The competing endogenous RNA (ceRNA) networks are an effective method for investigating cancer; however, construction of ceRNA networks among different subtypes of breast cancer has not been previously performed. Based on analysis of differentially expressed RNAs between 150 triple-negative breast cancer (TNBC) tissues and 823 non-triple-negative breast cancer (nTNBC) tissues downloaded from TCGA database, a ceRNA network was constructed based on database comparisons using Cytoscape. Survival analysis and receiver operating characteristic curve data were combined to screen out prognostic candidate genes, which were subsequently analyzed using co-expressed functionally related analysis, Gene Set Variation Analysis (GSVA) pathway-related analysis, and immune infiltration and tumor mutational burden immune-related analysis.

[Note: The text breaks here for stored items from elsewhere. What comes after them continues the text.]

//! Grouping of heterogeneous record batches for preloading.

use crate::eager::loader::AssociationPreloader;
use crate::error::{HydraError, HydraResult};
use crate::record::HydraRecord;
use crate::registry::{AssociationDescriptor, AttributeRegistry, ValueCategory};
use std::collections::HashMap;
use std::sync::Arc;

#[cfg(feature = "tracing")]
use crate::tracing_helpers;

/// Records of one concrete type still missing one category of values
#[derive(Debug, Clone, PartialEq, Eq)]
pub struct PreloadGroup {
    pub entity_type: String,
    pub category: ValueCategory,
    pub association: AssociationDescriptor,
    pub value_table: String,
    /// Positions in the batch, ascending
    pub indices: Vec<usize>,
}

impl PreloadGroup {
    pub fn len(&self) -> usize {
        self.indices.len()
    }

    pub fn is_empty(&self) -> bool {
        self.indices.is_empty()
    }
}

/// Splits a record batch into [`PreloadGroup`]s and runs one preload per group
#[derive(Clone)]
pub struct PreloadGrouper {
    registry: Arc<dyn AttributeRegistry>,
}

impl PreloadGrouper {
    pub fn new(registry: Arc<dyn AttributeRegistry>) -> Self {
        Self { registry }
    }

    /// Group `records` by (type tag, category).
    ///
    /// Empty for batches of zero or one record. Groups come out in order of first
    /// appearance of their type, then in `ValueCategory::ALL` order.
    ///
    /// # Errors
    ///
    /// `HydraError::Configuration` if a type declares a category without a value table.
    pub fn group<R: HydraRecord>(&self, records: &[R]) -> HydraResult<Vec<PreloadGroup>> {
        if records.len() <= 1 {
            return Ok(Vec::new());
        }

        let mut groups: Vec<PreloadGroup> = Vec::new();
        let mut slots: HashMap<(&str, ValueCategory), usize> = HashMap::new();
        let mut categories: HashMap<&str, Option<Vec<ValueCategory>>> = HashMap::new();

        for (index, record) in records.iter().enumerate() {
            let entity_type = record.entity_type();
            let Some(type_categories) = categories
                .entry(entity_type)
                .or_insert_with(|| self.registry.value_categories(entity_type))
                .as_ref()
            else {
                log::trace!("skipping preload for `{entity_type}`: no dynamic attributes");
                continue;
            };

            for &category in type_categories {
                let association = self.registry.association_for(category);
                if record.is_association_loaded(&association) {
                    continue;
                }
                let slot = match slots.get(&(entity_type, category)) {
                    Some(&slot) => slot,
                    None => {
                        let value_table = self
                            .registry
                            .value_table(entity_type, category)
                            .ok_or_else(|| {
                                HydraError::Configuration(format!(
                                    "`{entity_type}` declares {category} attributes but no {category} value table is registered"
                                ))
                            })?;
                        groups.push(PreloadGroup {
                            entity_type: entity_type.to_string(),
                            category,
                            association,
                            value_table,
                            indices: Vec::new(),
                        });
                        slots.insert((entity_type, category), groups.len() - 1);
                        groups.len() - 1
                    }
                };
                groups[slot].indices.push(index);
            }
        }

        log::debug!(
            "grouped {} records into {} preload groups",
            records.len(),
            groups.len()
        );
        Ok(groups)
    }

    /// Group `records` and hand every group to `preloader`, sequentially.
    ///
    /// Returns the number of preload calls made. A failing group aborts the
    /// remaining ones and its error is returned as is.
    pub fn group_and_preload<R, P>(&self, records: &mut [R], preloader: &P) -> HydraResult<usize>
    where
        R: HydraRecord,
        P: AssociationPreloader<R> + ?Sized,
    {
        let groups = self.group(records)?;
        for group in &groups {
            let mut members: Vec<&mut R> = records
                .iter_mut()
                .enumerate()
                .filter(|(index, _)| group.indices.binary_search(index).is_ok())
                .map(|(_, record)| record)
                .collect();

            #[cfg(feature = "tracing")]
            let _span =
                tracing_helpers::preload_span(&group.entity_type, group.category, members.len())
                    .entered();

            preloader.preload(group, &mut members)?;
        }
        Ok(groups.len())
    }
}

#[cfg(test)]
mod tests {
    use super::*;
    use crate::record::Record;
    use crate::registry::{EntityAttributes, StaticRegistry};
    use std::collections::BTreeMap;
    use std::sync::Mutex;

    fn registry() -> Arc<dyn AttributeRegistry> {
        Arc::new(
            StaticRegistry::new()
                .register(
                    "Car",
                    EntityAttributes::new()
                        .attribute("model", ValueCategory::String)
                        .attribute("seats", ValueCategory::Integer)
                        .with_conventional_tables("car"),
                )
                .register(
                    "Bike",
                    EntityAttributes::new()
                        .attribute("brand", ValueCategory::String)
                        .with_conventional_tables("bike"),
                ),
        )
    }

    /// Records each call and marks the group's association loaded
    #[derive(Default)]
    struct CountingPreloader {
        calls: Mutex<Vec<(String, ValueCategory, usize)>>,
    }

    impl AssociationPreloader<Record> for CountingPreloader {
        fn preload(&self, group: &PreloadGroup, records: &mut [&mut Record]) -> HydraResult<()> {
            self.calls
                .lock()
                .unwrap()
                .push((group.entity_type.clone(), group.category, records.len()));
            for record in records.iter_mut() {
                record.store_association(&group.association, BTreeMap::new());
            }
            Ok(())
        }
    }

    fn mixed_batch() -> Vec<Record> {
        let mut records = Vec::new();
        for id in 0..10i64 {
            let entity_type = if id % 5 < 3 { "Car" } else { "Bike" };
            records.push(Record::new(entity_type, id));
        }
        records
    }

    #[test]
    fn test_mixed_batch_issues_one_call_per_type_and_category() {
        let mut records = mixed_batch();
        let preloader = CountingPreloader::default();

        let calls = PreloadGrouper::new(registry())
            .group_and_preload(&mut records, &preloader)
            .unwrap();

        assert_eq!(calls, 3);
        let calls = preloader.calls.lock().unwrap().clone();
        assert_eq!(
            calls,
            vec![
                ("Car".to_string(), ValueCategory::String, 6),
                ("Car".to_string(), ValueCategory::Integer, 6),
                ("Bike".to_string(), ValueCategory::String, 4),
            ]
        );
        assert!(records
            .iter()
            .all(|r| r.is_category_loaded(ValueCategory::String)));
    }

    #[test]
    fn test_single_record_is_never_preloaded() {
        let mut records = vec![Record::new("Car", 1i64)];
        let preloader = CountingPreloader::default();
        let calls = PreloadGrouper::new(registry())
            .group_and_preload(&mut records, &preloader)
            .unwrap();
        assert_eq!(calls, 0);
        assert!(preloader.calls.lock().unwrap().is_empty());
    }

    #[test]
    fn test_unconfigured_types_are_skipped() {
        let records = vec![
            Record::new("Car", 1i64),
            Record::new("Boat", 2i64),
            Record::new("Boat", 3i64),
        ];
        let groups = PreloadGrouper::new(registry()).group(&records).unwrap();
        assert_eq!(groups.len(), 2);
        assert!(groups.iter().all(|g| g.entity_type == "Car" && g.indices == [0]));
    }

    #[test]
    fn test_loaded_associations_are_not_reloaded() {
        let strings = AssociationDescriptor::for_category(ValueCategory::String);
        let mut loaded = Record::new("Car", 1i64);
        loaded.store_association(&strings, BTreeMap::new());
        let records = vec![loaded, Record::new("Car", 2i64)];

        let groups = PreloadGrouper::new(registry()).group(&records).unwrap();
        let string_group = groups
            .iter()
            .find(|g| g.category == ValueCategory::String)
            .unwrap();
        assert_eq!(string_group.indices, [1]);
        let integer_group = groups
            .iter()
            .find(|g| g.category == ValueCategory::Integer)
            .unwrap();
        assert_eq!(integer_group.indices, [0, 1]);
        assert_eq!(integer_group.value_table, "car_integer_values");
    }

    #[test]
    fn test_fully_loaded_batch_makes_no_calls() {
        let mut records = mixed_batch();
        let preloader = CountingPreloader::default();
        let grouper = PreloadGrouper::new(registry());
        grouper.group_and_preload(&mut records, &preloader).unwrap();
        let second = grouper.group_and_preload(&mut records, &preloader).unwrap();
        assert_eq!(second, 0);
    }

    #[test]
    fn test_missing_value_table_is_configuration_error() {
        let registry: Arc<dyn AttributeRegistry> = Arc::new(StaticRegistry::new().register(
            "Car",
            EntityAttributes::new().attribute("model", ValueCategory::String),
        ));
        let records = vec![Record::new("Car", 1i64), Record::new("Car", 2i64)];
        let err = PreloadGrouper::new(registry).group(&records).unwrap_err();
        assert!(matches!(err, HydraError::Configuration(_)));
    }
}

A total of 190 differentially expressed lncRNAs (DElncRNAs), 48 differentially expressed mRNAs (DEmRNAs), and 13 differentially expressed miRNAs (DEmiRNAs) were included in the ceRNA network between TNBC and nTNBC subtypes. Gene ontology analysis of mRNAs coexpressed with prognostic candidate lncRNAs (AC104472.1, PSORS1C3, DSCR9, OSTN-AS1, AC012074.1, AC005035.1, SIAH2-AS1, and ERVMER61-1) were utilized for functional prediction. Consequently, OSTN-AS1 was primarily related to immunologic function, for instance, immune cell infiltration and immune-related markers coexpression. The GSVA deviation degree was increased with OSTN increased expression. In addition, many important immune molecules, such as PDCD1 and CTLA-4, were strongly correlated in terms of their quantitative expression. Competing endogenous RNA networks may identify candidate therapeutic targets and potential prognostic biomarkers in breast cancer. In particular, OSTN-AS1 serves as a novel immune-related molecule and could be involved in immunotherapy efforts in the future.
竞争性内源性RNA(ceRNA)网络是研究癌症的一种有效方法;然而,此前尚未在不同亚型的乳腺癌之间构建ceRNA网络。基于对从TCGA数据库下载的150例三阴性乳腺癌(TNBC)组织和823例非三阴性乳腺癌(nTNBC)组织之间差异表达RNA的分析,使用Cytoscape通过数据库比较构建了一个ceRNA网络。结合生存分析和受试者工作特征曲线数据筛选出预后候选基因,随后使用共表达功能相关分析、基因集变异分析(GSVA)通路相关分析以及免疫浸润和肿瘤突变负担免疫相关分析对这些基因进行分析。TNBC和nTNBC亚型之间的ceRNA网络共纳入了190个差异表达的长链非编码RNA(DElncRNAs)、48个差异表达的信使RNA(DEmRNAs)和13个差异表达的微小RNA(DEmiRNAs)。对与预后候选长链非编码RNA(AC104472.1、PSORS1C3、DSCR9、OSTN-AS1、AC012074.1、AC005035.1、SIAH2-AS1和ERVMER61-1)共表达信使RNA进行基因本体分析以进行功能预测。因此,OSTN-AS1主要与免疫功能相关,例如免疫细胞浸润和免疫相关标志物共表达。随着OSTN表达增加,GSVA偏差程度升高。此外,许多重要的免疫分子,如程序性死亡受体1(PDCD1)和细胞毒性T淋巴细胞相关蛋白4(CTLA-4),在定量表达方面高度相关。竞争性内源性RNA网络可能识别出乳腺癌的候选治疗靶点和潜在预后生物标志物。特别是,OSTN-AS1作为一种新型免疫相关分子,未来可能参与免疫治疗研究。